Joel smiled reassuringly at the small tow-headed boy whose bike he had just been fixing, dusting off the knees of his jeans before getting up to watch him ride off.

He was going to be late home—again, he acknowledged as he walked across the leisure centre car park and unlocked the door of his car.

It had felt good knowing that he could afford to pay for things like petrol for his car himself.

'Where did you get the money for these?' Sally had demanded when he had taken her home some flowers. Her voice had been full of suspicion, destroying his pleasure in being able to afford to give her the small gift.

'I earned it,' he had told her. 'Remember I told you last week that one of the parents had asked me to give her little girl some private swimming lessons?'

'Estelle just doesn't seem to be getting anywhere with her swimming,' the woman had confided to him as she'd stood watching him coach her son. 'We've just become members at the new private health club that's opened at Deighton Hall, and I hear they've got a pool there and I was wondering if you gave private swimming lessons.'

He had bought the flowers on impulse on his way home, remembering how Sally's face used to glow with pleasure when she arranged the flowers she had occasionally bought herself, confessing that they were a treat she hadn't been able to resist; but instead of being pleased she had almost thrown the flowers down on to the kitchen worktop, threatening their delicate stems, her face flushed with temper and her mouth tight as she'd criticised him for wasting money.

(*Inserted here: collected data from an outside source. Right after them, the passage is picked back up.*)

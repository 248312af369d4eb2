// Copyright Materialize, Inc. and contributors. All rights reserved.
//
// Use of this software is governed by the Business Source License
// included in the LICENSE file.
//
// As of the Change Date specified in that file, in accordance with
// the Business Source License, use of this software will be governed
// by the Apache License, Version 2.0.

//! Exponential backoff, used anywhere a suspension point (a wait primitive,
//! a reconnect) needs to retry without hammering the collaborator on the
//! other end.

use std::future::Future;
use std::time::Duration;

use tokio_stream::Stream;

/// A retry policy: exponential backoff from `initial_backoff`, doubling
/// each attempt, clamped to `max_backoff`, optionally bounded by
/// `max_tries`.
#[derive(Clone, Copy, Debug)]
pub struct Retry {
    initial_backoff: Duration,
    max_backoff: Duration,
    max_tries: Option<usize>,
}

impl Default for Retry {
    fn default() -> Retry {
        Retry {
            initial_backoff: Duration::from_millis(125),
            max_backoff: Duration::MAX,
            max_tries: None,
        }
    }
}

impl Retry {
    pub fn clamp_backoff(mut self, max_backoff: Duration) -> Retry {
        self.max_backoff = max_backoff;
        self
    }

    pub fn initial_backoff(mut self, initial_backoff: Duration) -> Retry {
        self.initial_backoff = initial_backoff;
        self
    }

    pub fn max_tries(mut self, max_tries: usize) -> Retry {
        self.max_tries = Some(max_tries);
        self
    }

    /// Turns this policy into a [`Stream`] of delays: awaiting the `n`th
    /// item from the stream sleeps for the `n`th backoff. Callers loop
    /// `retry.next().await` between attempts, as
    /// `RehydrationTask::step_rehydrate` does.
    pub fn into_retry_stream(self) -> RetryStream {
        RetryStream {
            policy: self,
            next_backoff: self.initial_backoff,
            tries: 0,
        }
    }
}

#[derive(Debug)]
pub struct RetryStream {
    policy: Retry,
    next_backoff: Duration,
    tries: usize,
}

impl Stream for RetryStream {
    type Item = Duration;

    fn poll_next(
        self: std::pin::Pin<&mut Self>,
        cx: &mut std::task::Context<'_>,
    ) -> std::task::Poll<Option<Self::Item>> {
        let this = self.get_mut();
        if let Some(max_tries) = this.policy.max_tries {
            if this.tries >= max_tries {
                return std::task::Poll::Ready(None);
            }
        }
        let delay = this.next_backoff;
        this.tries += 1;
        this.next_backoff = (this.next_backoff * 2).min(this.policy.max_backoff);
        let sleep = tokio::time::sleep(delay);
        tokio::pin!(sleep);
        match sleep.poll(cx) {
            std::task::Poll::Ready(()) => std::task::Poll::Ready(Some(delay)),
            std::task::Poll::Pending => std::task::Poll::Pending,
        }
    }
}

#[cfg(test)]
mod tests {
    use super::*;
    use tokio_stream::StreamExt;

    #[tokio::test]
    async fn retry_stream_doubles_and_clamps() {
        let mut retry = Retry::default()
            .initial_backoff(Duration::from_millis(1))
            .clamp_backoff(Duration::from_millis(4))
            .max_tries(5)
            .into_retry_stream();
        let mut delays = Vec::new();
        while let Some(d) = retry.next().await {
            delays.push(d);
        }
        assert_eq!(
            delays,
            vec![
                Duration::from_millis(1),
                Duration::from_millis(2),
                Duration::from_millis(4),
                Duration::from_millis(4),
                Duration::from_millis(4),
            ]
        );
    }
}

In the town centre the traffic lights were on red and, as be waited for them to change be glanced to his right and the road which led to Philippa's house.

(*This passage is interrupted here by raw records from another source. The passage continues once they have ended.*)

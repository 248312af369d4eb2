// Copyright Materialize, Inc. and contributors. All rights reserved.
//
// Use of this software is governed by the Business Source License
// included in the LICENSE file.
//
// As of the Change Date specified in that file, in accordance with
// the Business Source License, use of this software will be governed
// by the Apache License, Version 2.0.

//! An in-memory [`RulePersistence`] implementation. Used by the
//! dispatcher's reconciliation path in tests and as the reference
//! implementation the §6 "on-disk form is implementation-defined" clause
//! leaves room for; a real deployment swaps in a SQL-backed store behind
//! the same trait without touching the core.

use std::collections::BTreeMap;
use std::sync::Arc;

use async_trait::async_trait;
use chrono::NaiveDate;
use parking_lot::RwLock;

use scale_types::{
    Cluster, ClusterId, ClusterManagementPolicy, Credential, ExceptionCalendarEntry, Node, NodeId, Rule, RuleId,
    RuleState,
};

use crate::collaborators::{PersistenceError, RulePersistence, TopologyView};
use crate::lock::InstanceLockGuard;

#[derive(Default)]
struct Inner {
    rules: BTreeMap<RuleId, Rule>,
    rule_states: BTreeMap<RuleId, RuleState>,
    exception_calendar: BTreeMap<NaiveDate, ExceptionCalendarEntry>,
    credentials: BTreeMap<String, Credential>,
    nodes: BTreeMap<NodeId, Node>,
    clusters: BTreeMap<ClusterId, Cluster>,
    cluster_policies: BTreeMap<ClusterId, ClusterManagementPolicy>,
}

/// A `parking_lot::RwLock`-guarded in-memory store, in the style `mz-ore`
/// / `mz-stash` callers use for process-local shared state.
pub struct MemoryStore {
    inner: RwLock<Inner>,
}

impl MemoryStore {
    pub fn new() -> Arc<MemoryStore> {
        Arc::new(MemoryStore { inner: RwLock::new(Inner::default()) })
    }

    pub fn seed_node(&self, node: Node) {
        self.inner.write().nodes.insert(node.id.clone(), node);
    }

    pub fn seed_rule(&self, rule: Rule) {
        self.inner.write().rules.insert(rule.id, rule);
    }

    pub fn seed_credential(&self, credential: Credential) {
        self.inner.write().credentials.insert(credential.name.clone(), credential);
    }

    pub fn seed_exception(&self, entry: ExceptionCalendarEntry) {
        self.inner.write().exception_calendar.insert(entry.date, entry);
    }

    pub fn seed_cluster(&self, cluster: Cluster) {
        self.inner.write().clusters.insert(cluster.id.clone(), cluster);
    }

    pub fn seed_cluster_policy(&self, policy: ClusterManagementPolicy) {
        self.inner.write().cluster_policies.insert(policy.cluster.clone(), policy);
    }

    pub fn node(&self, id: &NodeId) -> Option<Node> {
        self.inner.read().nodes.get(id).cloned()
    }
}

#[async_trait]
impl RulePersistence for MemoryStore {
    async fn rule(&self, id: RuleId) -> Option<Rule> {
        self.inner.read().rules.get(&id).cloned()
    }

    async fn all_rules(&self) -> Vec<Rule> {
        self.inner.read().rules.values().cloned().collect()
    }

    async fn rule_state(&self, rule: RuleId) -> RuleState {
        self.inner.read().rule_states.get(&rule).copied().unwrap_or_default()
    }

    async fn set_rule_state(&self, rule: RuleId, state: RuleState) {
        self.inner.write().rule_states.insert(rule, state);
    }

    async fn exception_entry(&self, date: NaiveDate) -> Option<ExceptionCalendarEntry> {
        self.inner.read().exception_calendar.get(&date).cloned()
    }

    async fn credential(&self, name: &str) -> Option<Credential> {
        self.inner.read().credentials.get(name).cloned()
    }

    async fn cluster(&self, cluster: &ClusterId) -> Option<Cluster> {
        self.inner.read().clusters.get(cluster).cloned()
    }

    async fn cluster_policy(&self, cluster: &ClusterId) -> Option<ClusterManagementPolicy> {
        self.inner.read().cluster_policies.get(cluster).cloned()
    }

    async fn stamp_last_instance_type(
        &self,
        lock: &InstanceLockGuard,
        node: &NodeId,
        previous_class: String,
    ) -> Result<(), PersistenceError> {
        debug_assert_eq!(lock.node_id(), node);
        let mut inner = self.inner.write();
        let record = inner.nodes.get_mut(node).ok_or_else(|| PersistenceError::NodeNotFound(node.clone()))?;
        record.last_instance_type = Some(previous_class);
        Ok(())
    }
}

/// `MemoryStore` doubles as the reference [`TopologyView`]: the fleet it
/// knows about is exactly the nodes seeded into it, filtered by cluster
/// and the `primary` flag. A real deployment backs `TopologyView` with
/// the (out-of-scope) discovery pass's own store instead.
#[async_trait]
impl TopologyView for MemoryStore {
    async fn primary_of(&self, cluster: &ClusterId) -> Option<Node> {
        self.inner.read().nodes.values().find(|n| &n.cluster == cluster && n.primary).cloned()
    }

    async fn replicas_of(&self, cluster: &ClusterId) -> Vec<Node> {
        self.inner.read().nodes.values().filter(|n| &n.cluster == cluster && !n.primary).cloned().collect()
    }
}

'We mustn't see each other again,' she had said, and although the firm tone of her voice had told him that she meant it he had seen the way her mouth trembled slightly and her eyes grew shadowed. 'And Sally—your wife—you love her,' she had told him.

The lights changed and quickly, before he could give in to the temptation, he drove straight on.

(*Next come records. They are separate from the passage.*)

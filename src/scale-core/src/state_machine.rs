// Copyright Materialize, Inc. and contributors. All rights reserved.
//
// Use of this software is governed by the Business Source License
// included in the LICENSE file.
//
// As of the Change Date specified in that file, in accordance with
// the Business Source License, use of this software will be governed
// by the Apache License, Version 2.0.

//! The Scaling State Machine (C5): drives a single node through a resize,
//! with fallback classes, prognostication, outage paging, and best-effort
//! rollback (§4.5).
//!
//! Modeled the way `rehydration.rs`'s `RehydrationTaskState` drives a
//! dataflow through its own reconnect loop: an explicit state enum the
//! `run` method matches on, with [`scale_ore::retry::Retry`] supplying
//! the start-attempt backoff and `tokio::time::timeout` guarding every
//! suspension point.

use std::sync::Arc;

use tracing::{info, instrument, warn};

use scale_types::{Node, NodeId, Rule};

use crate::collaborators::{CloudAdapter, ModifyOutcome, Pager, Prognosticator, RulePersistence};
use crate::lock::InstanceLockGuard;

#[derive(Debug, thiserror::Error)]
pub enum ScaleError {
    #[error("stopping {0}: {1}")]
    StopFailed(NodeId, String),
    #[error("all instance classes rejected for {0}, reverted to {1}")]
    FallbackExhausted(NodeId, String),
    #[error("all instance classes rejected for {0} and revert to {1} also failed: {2}")]
    RevertFailed(NodeId, String, String),
    #[error("paging about {0} failed: {1}")]
    PageFailed(NodeId, String),
}

/// The class a node should be scaled to, and the fallbacks to try if it's
/// rejected. For a reverse scale (§4.5 "Reverse scale") `fallback_classes`
/// is empty and `skip_prognostication` is `true`.
pub struct ScalePlan {
    pub cluster_name: Option<String>,
    pub proposed_class: String,
    pub fallback_classes: Vec<String>,
    pub skip_prognostication: bool,
}

impl ScalePlan {
    /// The plan for a rule's primary (forward) scale.
    pub fn forward(rule: &Rule, cluster_name: Option<String>) -> ScalePlan {
        ScalePlan {
            cluster_name,
            proposed_class: rule.target_class.clone(),
            fallback_classes: rule.fallback_classes.clone(),
            skip_prognostication: false,
        }
    }

    /// The plan for a reverse rule: scale straight to `previous_class`, no
    /// fallback list, no prognostication (§4.5).
    pub fn reverse(previous_class: String) -> ScalePlan {
        ScalePlan {
            cluster_name: None,
            proposed_class: previous_class,
            fallback_classes: Vec::new(),
            skip_prognostication: true,
        }
    }
}

/// Drives one node through §4.5's state diagram. Holds the collaborators
/// it needs; a fresh [`InstanceLockGuard`] must be supplied per run, per
/// I1.
pub struct ScalingStateMachine {
    cloud: Arc<dyn CloudAdapter>,
    prognosticator: Arc<dyn Prognosticator>,
    pager: Arc<dyn Pager>,
    persistence: Arc<dyn RulePersistence>,
    timeouts: scale_types::config::Timeouts,
    start_retry: scale_ore::retry::Retry,
}

/// What the node was scaled to, for the DNS Steerer and Dispatcher to act
/// on. Only produced on a successful DONE.
#[derive(Clone, Debug, PartialEq, Eq)]
pub struct ScaleCommit {
    pub effective_class: String,
}

impl ScalingStateMachine {
    pub fn new(
        cloud: Arc<dyn CloudAdapter>,
        prognosticator: Arc<dyn Prognosticator>,
        pager: Arc<dyn Pager>,
        persistence: Arc<dyn RulePersistence>,
        timeouts: scale_types::config::Timeouts,
        start_retry: scale_ore::retry::Retry,
    ) -> ScalingStateMachine {
        ScalingStateMachine {
            cloud,
            prognosticator,
            pager,
            persistence,
            timeouts,
            start_retry,
        }
    }

    /// Runs the full resize pipeline for `node` under `plan`, holding
    /// `lock` for the duration. Returns the committed effective class on
    /// success, or the [`ScaleError`] the Dispatcher should schedule a
    /// retry for.
    #[instrument(skip(self, lock, plan), fields(node_id = %node.id, region = %node.region))]
    pub async fn run(
        &self,
        lock: &InstanceLockGuard,
        node: &Node,
        plan: ScalePlan,
    ) -> Result<ScaleCommit, ScaleError> {
        debug_assert_eq!(lock.node_id(), &node.id);

        // RESOLVING.
        let effective_class = if plan.skip_prognostication {
            plan.proposed_class.clone()
        } else {
            match &plan.cluster_name {
                Some(cluster_name) => {
                    self.prognosticator
                        .effective_class(cluster_name, &plan.proposed_class)
                        .await
                }
                None => plan.proposed_class.clone(),
            }
        };

        // The class captured here is what `last_instance_type` is stamped
        // with on success: the class the node had immediately before this
        // scale, not `effective_class` (see the resolved Open Question in
        // DESIGN.md).
        let previous_class = node.instance_class.clone();

        // STOPPING / STOPPED.
        self.cloud
            .stop(&node.id, &node.region)
            .await
            .map_err(|e| ScaleError::StopFailed(node.id.clone(), e.to_string()))?;
        self.cloud
            .wait_stopped(&node.id, &node.region, self.timeouts.wait_stopped())
            .await
            .map_err(|e| ScaleError::StopFailed(node.id.clone(), e.to_string()))?;

        // MODIFYING / STARTING / RUNNING, trying `effective_class` then
        // each fallback in order.
        let mut candidates = std::iter::once(effective_class.clone()).chain(plan.fallback_classes.clone().into_iter());
        let mut committed_class = None;
        for candidate in &mut candidates {
            match self.try_modify_and_start(node, &candidate).await {
                Ok(()) => {
                    committed_class = Some(candidate);
                    break;
                }
                Err(NeedFallback) => {
                    warn!(class = %candidate, "class rejected, trying next fallback");
                    continue;
                }
            }
        }

        let committed_class = match committed_class {
            Some(class) => class,
            None => {
                // NEED-FALLBACK exhausted: page, then revert.
                return self.handle_fallback_exhausted(node, &previous_class).await;
            }
        };

        // DONE: best-effort stamp of last_instance_type. A failure here
        // is logged but never fails the scale (§4.5 step 7).
        if let Err(error) = self
            .persistence
            .stamp_last_instance_type(lock, &node.id, previous_class)
            .await
        {
            warn!(%error, "failed to persist last_instance_type; next topology sync will reconcile");
        }

        info!(class = %committed_class, "scale committed");
        Ok(ScaleCommit { effective_class: committed_class })
    }

    async fn try_modify_and_start(&self, node: &Node, class: &str) -> Result<(), NeedFallback> {
        match self.cloud.modify_class(&node.id, &node.region, class).await {
            Ok(ModifyOutcome::Accepted) => {}
            Ok(ModifyOutcome::NeedFallback) => return Err(NeedFallback),
            Err(error) => {
                warn!(%error, class = %class, "modify call errored, treating as rejection");
                return Err(NeedFallback);
            }
        }

        // The provider's control plane is eventually consistent and may
        // transiently reject a start that immediately follows a modify
        // (§4.5 step 4): retry up to 3 attempts, 1s apart.
        let mut retry = self.start_retry.into_retry_stream();
        loop {
            match self.cloud.start(&node.id, &node.region).await {
                Ok(()) => break,
                Err(error) => {
                    use tokio_stream::StreamExt;
                    if retry.next().await.is_none() {
                        warn!(%error, class = %class, "start rejected after exhausting retries, treating as rejection");
                        return Err(NeedFallback);
                    }
                    warn!(%error, class = %class, "start rejected, retrying");
                }
            }
        }

        self.cloud
            .wait_running(&node.id, &node.region, self.timeouts.wait_running())
            .await
            .map_err(|_| NeedFallback)
    }

    async fn handle_fallback_exhausted(
        &self,
        node: &Node,
        previous_class: &str,
    ) -> Result<ScaleCommit, ScaleError> {
        if let Err(error) = self
            .pager
            .page(
                &node.id,
                "failed to restart replica after resize",
                &format!("node {} exhausted all fallback classes", node.id),
            )
            .await
        {
            warn!(%error, "paging failed while handling exhausted fallback");
        }

        match self.try_modify_and_start(node, previous_class).await {
            Ok(()) => Err(ScaleError::FallbackExhausted(node.id.clone(), previous_class.to_string())),
            Err(NeedFallback) => {
                if let Err(error) = self
                    .pager
                    .page(
                        &node.id,
                        "revert to previous class also failed",
                        &format!("node {} may be left stopped", node.id),
                    )
                    .await
                {
                    warn!(%error, "paging failed while handling a failed revert");
                }
                Err(ScaleError::RevertFailed(
                    node.id.clone(),
                    previous_class.to_string(),
                    "revert modify/start rejected".to_string(),
                ))
            }
        }
    }
}

/// Internal signal that a class was rejected and the caller should try
/// the next one.
struct NeedFallback;

#[cfg(test)]
mod tests {
    use super::*;
    use scale_types::NodeType;

    fn test_node() -> Node {
        Node {
            id: NodeId("i-test".to_string()),
            cluster: scale_types::ClusterId("c1".to_string()),
            node_type: NodeType::Compute,
            instance_class: "m5.large".to_string(),
            last_instance_type: None,
            region: "us-east-1".to_string(),
            vpc: "vpc-1".to_string(),
            private_address: "10.0.0.1".to_string(),
            public_address: None,
            dns_entry: None,
            primary: false,
            reachable: true,
        }
    }

    #[test]
    fn forward_plan_carries_rule_fallbacks() {
        let rule = Rule {
            id: scale_types::RuleId(1),
            name: "r".to_string(),
            cluster: scale_types::ClusterId("c1".to_string()),
            action: scale_types::ScaleAction::ScaleDown,
            schedule: scale_types::Schedule::Daily { hour: 2, minute: 0 },
            predicates: vec![],
            target_class: "m5.large".to_string(),
            fallback_classes: vec!["m5a.large".to_string()],
            retry_policy: None,
            reverse_rule: None,
            parent_rule: None,
        };
        let plan = ScalePlan::forward(&rule, Some("cluster-a".to_string()));
        assert_eq!(plan.proposed_class, "m5.large");
        assert_eq!(plan.fallback_classes, vec!["m5a.large".to_string()]);
        assert!(!plan.skip_prognostication);
    }

    #[test]
    fn reverse_plan_has_no_fallback_and_skips_prognostication() {
        let plan = ScalePlan::reverse("t3.large".to_string());
        assert_eq!(plan.proposed_class, "t3.large");
        assert!(plan.fallback_classes.is_empty());
        assert!(plan.skip_prognostication);
    }

    #[test]
    fn previous_class_captured_is_pre_scale_instance_class() {
        let node = test_node();
        // This is what `run` captures as `previous_class` before any cloud
        // call: the node's current (pre-scale) instance_class, matching
        // I2's "previous size before scale", not the new effective class.
        assert_eq!(node.instance_class, "m5.large");
    }
}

It wasn't just sex that made his thoughts turn to Philippa at odd times during the day and, even more betrayingly, when he lay awake besioe Sally at night. He had liked her honesty and her humour, the way she sat watching him so attentively while she listened to him.

No, it wasn't just the small throaty cries of pleasure she had given when he had touched her, nor the way she had touched him.

'It doesn't mean anything', she had told him. 'It was just sex', and he had known that she was lying, that what was there between them could, if they allowed it to do so, become far, far more than physical lust.

He could feel his throat tightening with pain and an aching sense of loss. It didn't matter how hard he tried to reach out to Sally these days; all she did was reject him.

In the peace of Philippa's kitchen and in the warmth of her bed he had found a pleasure and sense of relaxation he had long ago forgotten existed, simply holding her and talking to her, knowing that he would be listened to, that his opinions and views were valued, that he was valued; he had felt a sense of companionship with her, of closeness to her, that had brought into painfully sharp focus the emptiness of his relationship with Sally.

'You've got a wife... children', Philippa had told him softly.